In other news, a woman at work, who used to be my boss, and whom I have the utmost respect for, came round to my veal crate- I mean, cubicle today.
About a month ago I had confessed to her that we were trying, unsuccessfully, and that it was beginning to cause some pain. At the time she got a funny look on her face, but I thought that was because she herself had had some difficulties in that department. She had never gone into detail, but she was pushing forty, and when you mentioned kids she got that sort of strained smile you see on women who have struggled with infertility and loss.
She took me into a private corner, and told me she was pregnant. I had this weird overwhelming urge to hug her and cry at the same time. I did neither. I listened as she told me about how it was going, and how the hospital staff were crap, and how her parents were so excited. We talked about how she is the second person from her department this year to get pregnant, and how the office would cope with her being away on maternity leave.
Then she said to me: "I came to tell you, because I wanted you to hear it from me. And I want to tell you this...don't give up."

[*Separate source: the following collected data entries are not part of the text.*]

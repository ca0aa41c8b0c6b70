/// 路由表
///
/// 静态的 路径 → 视图工厂 映射。视图按需异步构造，
/// 首次访问后缓存，后续导航返回同一个实例。
use crate::error::AppResult;
use crate::router::views::{self, View, ViewFactory};
use std::sync::Arc;
use tokio::sync::OnceCell;
use tracing::debug;

/// 路由元数据
#[derive(Debug, Clone)]
pub struct RouteMeta {
    /// 展示标题
    pub title: &'static str,
}

/// 单条路由
pub struct Route {
    pub path: &'static str,
    pub name: &'static str,
    pub meta: Option<RouteMeta>,
    factory: ViewFactory,
    cell: OnceCell<Arc<dyn View>>,
}

impl Route {
    fn new(path: &'static str, name: &'static str, factory: ViewFactory) -> Self {
        Self {
            path,
            name,
            meta: None,
            factory,
            cell: OnceCell::new(),
        }
    }

    fn with_meta(mut self, title: &'static str) -> Self {
        self.meta = Some(RouteMeta { title });
        self
    }

    /// 加载路由对应的视图
    ///
    /// 首次调用触发工厂异步构造并缓存，之后返回缓存的实例。
    pub async fn view(&self) -> AppResult<Arc<dyn View>> {
        let view = self
            .cell
            .get_or_try_init(|| {
                debug!("首次加载视图: {}", self.name);
                (self.factory)()
            })
            .await?;
        Ok(Arc::clone(view))
    }
}

/// 客户端路由器
pub struct Router {
    routes: Vec<Route>,
}

impl Router {
    /// 构建内置路由表
    pub fn new() -> Self {
        let routes = vec![
            Route::new("/", "home", views::home_view),
            Route::new("/schedule", "schedule", views::schedule_view),
            Route::new("/paper", "paper", views::paper_view),
            Route::new("/pdf-generator", "pdf-generator", views::pdf_generator_view)
                .with_meta("PDF Generator"),
            Route::new(
                "/wrong-question-book",
                "wrong-question-book",
                views::wrong_question_book_view,
            )
            .with_meta("Wrong Question Book"),
        ];
        Self { routes }
    }

    /// 按路径解析路由
    ///
    /// 精确匹配，未命中返回 None，兜底行为交给调用方。
    pub fn resolve(&self, path: &str) -> Option<&Route> {
        self.routes.iter().find(|route| route.path == path)
    }

    /// 路由表（按声明顺序）
    pub fn routes(&self) -> &[Route] {
        &self.routes
    }
}

impl Default for Router {
    fn default() -> Self {
        Self::new()
    }
}

#[cfg(test)]
mod tests {
    use super::*;

    #[tokio::test]
    async fn test_all_declared_paths_resolve_and_load() {
        let router = Router::new();
        let expected = [
            ("/", "home"),
            ("/schedule", "schedule"),
            ("/paper", "paper"),
            ("/pdf-generator", "pdf-generator"),
            ("/wrong-question-book", "wrong-question-book"),
        ];

        for (path, name) in expected {
            let route = router.resolve(path).expect("路径应该命中路由表");
            assert_eq!(route.name, name);

            let view = route.view().await.expect("视图加载不应失败");
            assert_eq!(view.name(), name);
        }
    }

    #[test]
    fn test_unmatched_path_returns_none() {
        let router = Router::new();
        assert!(router.resolve("/does-not-exist").is_none());
        assert!(router.resolve("/paper/").is_none());
    }

    #[test]
    fn test_meta_titles_where_declared() {
        let router = Router::new();

        let pdf = router.resolve("/pdf-generator").unwrap();
        assert_eq!(pdf.meta.as_ref().unwrap().title, "PDF Generator");

        let book = router.resolve("/wrong-question-book").unwrap();
        assert_eq!(book.meta.as_ref().unwrap().title, "Wrong Question Book");

        // 其余路由没有元数据
        assert!(router.resolve("/").unwrap().meta.is_none());
        assert!(router.resolve("/schedule").unwrap().meta.is_none());
        assert!(router.resolve("/paper").unwrap().meta.is_none());
    }

    #[tokio::test]
    async fn test_view_is_loaded_once_and_cached() {
        let router = Router::new();
        let route = router.resolve("/").unwrap();

        let first = route.view().await.unwrap();
        let second = route.view().await.unwrap();

        assert!(Arc::ptr_eq(&first, &second), "重复加载应返回缓存的实例");
    }

    #[test]
    fn test_route_table_order() {
        let router = Router::new();
        let paths: Vec<&str> = router.routes().iter().map(|r| r.path).collect();
        assert_eq!(
            paths,
            vec![
                "/",
                "/schedule",
                "/paper",
                "/pdf-generator",
                "/wrong-question-book"
            ]
        );
    }
}
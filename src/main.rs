use anyhow::Result;
use paper_tracker::app::App;
use paper_tracker::config::Config;
use paper_tracker::utils::logging;

#[tokio::main]
async fn main() -> Result<()> {
    // 加载配置
    let config = Config::from_env();

    // 初始化日志
    logging::init(config.verbose_logging);

    // 初始化并运行应用
    let mut app = App::initialize(config)?;
    app.run().await?;

    Ok(())
}
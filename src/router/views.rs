/// 视图定义
///
/// 视图本体（渲染、交互）不属于这一层，这里只定义路由绑定所需的
/// 最小单元：一个可命名的、可延迟构造的对象。
use crate::error::AppResult;
use futures::future::BoxFuture;
use std::sync::Arc;

/// 路由绑定的 UI 单元
pub trait View: Send + Sync {
    /// 视图名称（与路由 name 一致）
    fn name(&self) -> &'static str;
}

/// 视图工厂：按需异步构造视图，对应动态 import
pub type ViewFactory = fn() -> BoxFuture<'static, AppResult<Arc<dyn View>>>;

/// 首页视图
pub struct HomeView;

impl View for HomeView {
    fn name(&self) -> &'static str {
        "home"
    }
}

/// 日程视图
pub struct ScheduleView;

impl View for ScheduleView {
    fn name(&self) -> &'static str {
        "schedule"
    }
}

/// 试卷列表视图
pub struct PaperView;

impl View for PaperView {
    fn name(&self) -> &'static str {
        "paper"
    }
}

/// PDF 生成器视图
pub struct PdfGeneratorView;

impl View for PdfGeneratorView {
    fn name(&self) -> &'static str {
        "pdf-generator"
    }
}

/// 错题本视图
pub struct WrongQuestionBookView;

impl View for WrongQuestionBookView {
    fn name(&self) -> &'static str {
        "wrong-question-book"
    }
}

pub fn home_view() -> BoxFuture<'static, AppResult<Arc<dyn View>>> {
    Box::pin(async { Ok(Arc::new(HomeView) as Arc<dyn View>) })
}

pub fn schedule_view() -> BoxFuture<'static, AppResult<Arc<dyn View>>> {
    Box::pin(async { Ok(Arc::new(ScheduleView) as Arc<dyn View>) })
}

pub fn paper_view() -> BoxFuture<'static, AppResult<Arc<dyn View>>> {
    Box::pin(async { Ok(Arc::new(PaperView) as Arc<dyn View>) })
}

pub fn pdf_generator_view() -> BoxFuture<'static, AppResult<Arc<dyn View>>> {
    Box::pin(async { Ok(Arc::new(PdfGeneratorView) as Arc<dyn View>) })
}

pub fn wrong_question_book_view() -> BoxFuture<'static, AppResult<Arc<dyn View>>> {
    Box::pin(async { Ok(Arc::new(WrongQuestionBookView) as Arc<dyn View>) })
}
/// 设置接口
///
/// 对应后端 /settings 路由，目前只有错题存储路径一项。
use crate::api::client::ApiClient;
use crate::error::AppResult;
use serde::{Deserialize, Serialize};

#[derive(Debug, Clone, Serialize)]
struct WrongQuestionPathBody {
    wrong_question_storage_path: String,
}

#[derive(Debug, Clone, Deserialize)]
struct WrongQuestionPathResponse {
    path: Option<String>,
}

#[derive(Debug, Clone, Deserialize)]
pub struct SettingsAck {
    pub message: String,
}

impl ApiClient {
    /// 读取错题存储路径，未配置时为 None
    pub async fn wrong_question_path(&self) -> AppResult<Option<String>> {
        let response: WrongQuestionPathResponse =
            self.get_json("/settings/wrong_question_path", &[]).await?;
        Ok(response.path)
    }

    /// 保存错题存储路径
    pub async fn save_wrong_question_path(&self, path: &str) -> AppResult<SettingsAck> {
        let body = WrongQuestionPathBody {
            wrong_question_storage_path: path.to_string(),
        };
        self.post_json("/settings/wrong_question_path", &body).await
    }
}
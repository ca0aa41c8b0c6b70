use chrono::{DateTime, Utc};
use serde::{Deserialize, Serialize};

/// 试卷记录
///
/// 这是前端、API 层和表单共同使用的统一数据形状。
/// 历史上 `Paper` 在不同版本中出现过三种字段集，这里收敛为一个：
/// 所有生产方都保证的字段为必填，其余一律可选，缺失时不参与序列化。
#[derive(Debug, Clone, Default, Serialize, Deserialize)]
pub struct Paper {
    #[serde(skip_serializing_if = "Option::is_none")]
    pub id: Option<i64>,

    pub subject: String,
    pub grade: String,
    pub title: String,
    pub path: String,

    #[serde(skip_serializing_if = "Option::is_none")]
    pub author: Option<String>,
    /// 试卷类型（`type` 是 Rust 关键字，字段名用 kind）
    #[serde(rename = "type", skip_serializing_if = "Option::is_none")]
    pub kind: Option<String>,
    #[serde(skip_serializing_if = "Option::is_none")]
    pub status: Option<String>,
    #[serde(skip_serializing_if = "Option::is_none")]
    pub memo: Option<String>,

    /// 间隔复习调度字段，线上格式保持扁平
    ///
    /// 内部字段各自缺失时不序列化，子结构为空时线上不出现任何调度字段
    #[serde(flatten)]
    pub review: ReviewSchedule,
}

/// 间隔复习调度字段
///
/// 单独建模为子结构，避免部分更新时语义不清；
/// 日期一律以文本时间戳（RFC 3339）序列化。
#[derive(Debug, Clone, Default, Serialize, Deserialize)]
pub struct ReviewSchedule {
    #[serde(skip_serializing_if = "Option::is_none")]
    pub review_stage: Option<i64>,
    #[serde(skip_serializing_if = "Option::is_none")]
    pub next_review_date: Option<DateTime<Utc>>,
    #[serde(skip_serializing_if = "Option::is_none")]
    pub last_reviewed_at: Option<DateTime<Utc>>,
    #[serde(skip_serializing_if = "Option::is_none")]
    pub due_date: Option<DateTime<Utc>>,
}

impl ReviewSchedule {
    /// 所有调度字段都缺失时，整个子结构不参与序列化
    pub fn is_empty(&self) -> bool {
        self.review_stage.is_none()
            && self.next_review_date.is_none()
            && self.last_reviewed_at.is_none()
            && self.due_date.is_none()
    }
}

/// 选择控件的选项（label/value 对）
#[derive(Debug, Clone, PartialEq, Eq, Serialize, Deserialize)]
pub struct Select {
    pub label: String,
    pub value: String,
}

impl Select {
    pub fn new(label: impl Into<String>, value: impl Into<String>) -> Self {
        Self {
            label: label.into(),
            value: value.into(),
        }
    }
}

#[cfg(test)]
mod tests {
    use super::*;
    use chrono::TimeZone;

    #[test]
    fn test_paper_serializes_without_absent_optional_fields() {
        let paper = Paper {
            subject: "数学".to_string(),
            grade: "3".to_string(),
            title: "期中模拟卷".to_string(),
            path: "/papers/midterm.pdf".to_string(),
            ..Default::default()
        };

        let value = serde_json::to_value(&paper).expect("序列化失败");
        let object = value.as_object().expect("应该是 JSON 对象");

        // 缺失的可选字段不能以默认值形式出现
        assert!(!object.contains_key("id"));
        assert!(!object.contains_key("author"));
        assert!(!object.contains_key("type"));
        assert!(!object.contains_key("status"));
        assert!(!object.contains_key("memo"));
        assert!(!object.contains_key("review_stage"));
        assert!(!object.contains_key("due_date"));
        assert!(paper.review.is_empty());
        assert_eq!(object.len(), 4);
    }

    #[test]
    fn test_paper_round_trip_preserves_present_fields() {
        let due = Utc.with_ymd_and_hms(2025, 8, 26, 10, 0, 0).unwrap();
        let paper = Paper {
            id: Some(42),
            subject: "历史".to_string(),
            grade: "9".to_string(),
            title: "2025年学业水平模拟".to_string(),
            path: "/papers/history-3.pdf".to_string(),
            author: Some("王老师".to_string()),
            kind: Some("模拟卷".to_string()),
            status: Some("4".to_string()),
            memo: Some("第二遍复习".to_string()),
            review: ReviewSchedule {
                review_stage: Some(2),
                next_review_date: None,
                last_reviewed_at: None,
                due_date: Some(due),
            },
        };

        let json = serde_json::to_string(&paper).expect("序列化失败");
        let back: Paper = serde_json::from_str(&json).expect("反序列化失败");

        assert_eq!(back.id, Some(42));
        assert_eq!(back.kind.as_deref(), Some("模拟卷"));
        assert_eq!(back.memo.as_deref(), Some("第二遍复习"));
        assert_eq!(back.review.review_stage, Some(2));
        assert_eq!(back.review.due_date, Some(due));
        assert!(back.review.next_review_date.is_none());
    }

    #[test]
    fn test_paper_type_field_uses_wire_name() {
        let json = r#"{
            "subject": "英语",
            "grade": "7",
            "title": "单元测试卷",
            "path": "/papers/unit1.pdf",
            "type": "单元卷"
        }"#;

        let paper: Paper = serde_json::from_str(json).expect("反序列化失败");
        assert_eq!(paper.kind.as_deref(), Some("单元卷"));

        let value = serde_json::to_value(&paper).unwrap();
        assert!(value.get("type").is_some());
        assert!(value.get("kind").is_none());
    }

    #[test]
    fn test_review_schedule_dates_are_text_timestamps() {
        let schedule = ReviewSchedule {
            review_stage: Some(1),
            due_date: Utc.with_ymd_and_hms(2025, 9, 1, 0, 0, 0).single(),
            ..Default::default()
        };
        let value = serde_json::to_value(&schedule).unwrap();
        assert!(value.get("due_date").unwrap().is_string());
    }

    #[test]
    fn test_select_pair() {
        let option = Select::new("全部", "0");
        let json = serde_json::to_string(&option).unwrap();
        let back: Select = serde_json::from_str(&json).unwrap();
        assert_eq!(back, option);
    }
}
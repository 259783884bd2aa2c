//! Shared definitions for the pursuit game: rule constants, the closed wire
//! enums, the coordinate type, board parsing and the datagram codec.
//!
//! Everything in this crate is pure data with no I/O. The server depends on it
//! for the authoritative rules; a client can depend on it for the wire format.

pub mod board;
pub mod protocol;

/// Collectible points on every board, sized to fill the 5-byte snapshot bitmap.
pub const MAX_POINTS: usize = 40;

/// Pursuer score at which the match ends with a pursuer win.
pub const WIN_SCORE: u8 = 32;

/// Number of catches after which the chaser wins the match.
pub const MAX_ATTEMPTS: u8 = 3;

/// Bytes in the collected-points bitmap (8 points per byte).
pub const BITMAP_LEN: usize = 5;

/// Wire value used for both axes of a coordinate when nobody holds the role.
/// Boards are limited to 255 rows/columns, so (255, 255) is never a real cell.
pub const UNASSIGNED: u8 = 0xFF;

/// A board cell address.
///
/// The derived ordering is lexicographic by (row, col), which is exactly the
/// canonical point-index order the snapshot bitmap is built from.
#[derive(Debug, Clone, Copy, PartialEq, Eq, PartialOrd, Ord, Hash)]
pub struct Coord {
    pub row: u8,
    pub col: u8,
}

impl Coord {
    pub fn new(row: u8, col: u8) -> Self {
        Self { row, col }
    }

    /// The neighbouring cell one step in `direction`, or `None` if the step
    /// would leave the u8 coordinate space. Exactly one axis changes.
    pub fn step(self, direction: Direction) -> Option<Coord> {
        let (dr, dc) = direction.offset();
        Some(Coord {
            row: self.row.checked_add_signed(dr)?,
            col: self.col.checked_add_signed(dc)?,
        })
    }
}

/// Client roles as carried by the join message.
#[derive(Debug, Clone, Copy, PartialEq, Eq, Hash)]
pub enum Role {
    Observer,
    Pursuer,
    Chaser,
}

impl Role {
    pub fn from_wire(byte: u8) -> Option<Role> {
        match byte {
            0 => Some(Role::Observer),
            1 => Some(Role::Pursuer),
            2 => Some(Role::Chaser),
            _ => None,
        }
    }

    pub fn to_wire(self) -> u8 {
        match self {
            Role::Observer => 0,
            Role::Pursuer => 1,
            Role::Chaser => 2,
        }
    }

    /// The competitive participant this role maps to, if any.
    pub fn contender(self) -> Option<Contender> {
        match self {
            Role::Observer => None,
            Role::Pursuer => Some(Contender::Pursuer),
            Role::Chaser => Some(Contender::Chaser),
        }
    }
}

/// One of the two competitive participants in a match.
#[derive(Debug, Clone, Copy, PartialEq, Eq, Hash)]
pub enum Contender {
    Pursuer,
    Chaser,
}

impl Contender {
    pub fn opponent(self) -> Contender {
        match self {
            Contender::Pursuer => Contender::Chaser,
            Contender::Chaser => Contender::Pursuer,
        }
    }

    pub fn role(self) -> Role {
        match self {
            Contender::Pursuer => Role::Pursuer,
            Contender::Chaser => Role::Chaser,
        }
    }

    /// Stable index for position arrays: pursuer 0, chaser 1.
    pub const fn index(self) -> usize {
        match self {
            Contender::Pursuer => 0,
            Contender::Chaser => 1,
        }
    }
}

/// Movement directions with their wire values.
#[derive(Debug, Clone, Copy, PartialEq, Eq)]
pub enum Direction {
    Up,
    Left,
    Down,
    Right,
}

impl Direction {
    pub fn from_wire(byte: u8) -> Option<Direction> {
        match byte {
            0 => Some(Direction::Up),
            1 => Some(Direction::Left),
            2 => Some(Direction::Down),
            3 => Some(Direction::Right),
            _ => None,
        }
    }

    pub fn to_wire(self) -> u8 {
        match self {
            Direction::Up => 0,
            Direction::Left => 1,
            Direction::Down => 2,
            Direction::Right => 3,
        }
    }

    /// Unit offset as (row delta, col delta). Rows grow downwards.
    fn offset(self) -> (i8, i8) {
        match self {
            Direction::Up => (-1, 0),
            Direction::Down => (1, 0),
            Direction::Left => (0, -1),
            Direction::Right => (0, 1),
        }
    }
}

pub const ALL_DIRECTIONS: [Direction; 4] = [
    Direction::Up,
    Direction::Left,
    Direction::Down,
    Direction::Right,
];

Later I thought, what a class act she is. She didn't wait for me to hear it on the office grapevine, cause she'd been there before herself, and she knew it was going to give me a pang. She was upfront about it, and she didn't spin me some bullshit about "just relaxing". She told me what I most need to hear right now- that there is hope and that it will happen for me. I don't even care if it turns out not to be true- the encouragement was a balm to my nervous, gnawing, fraying spirit.
For me, the way she dealt with it is going to help me get on with being happy for her, instead of feeling like somebody else has been picked for the team ahead of me.
And contemplating whether we should give up and get a cat.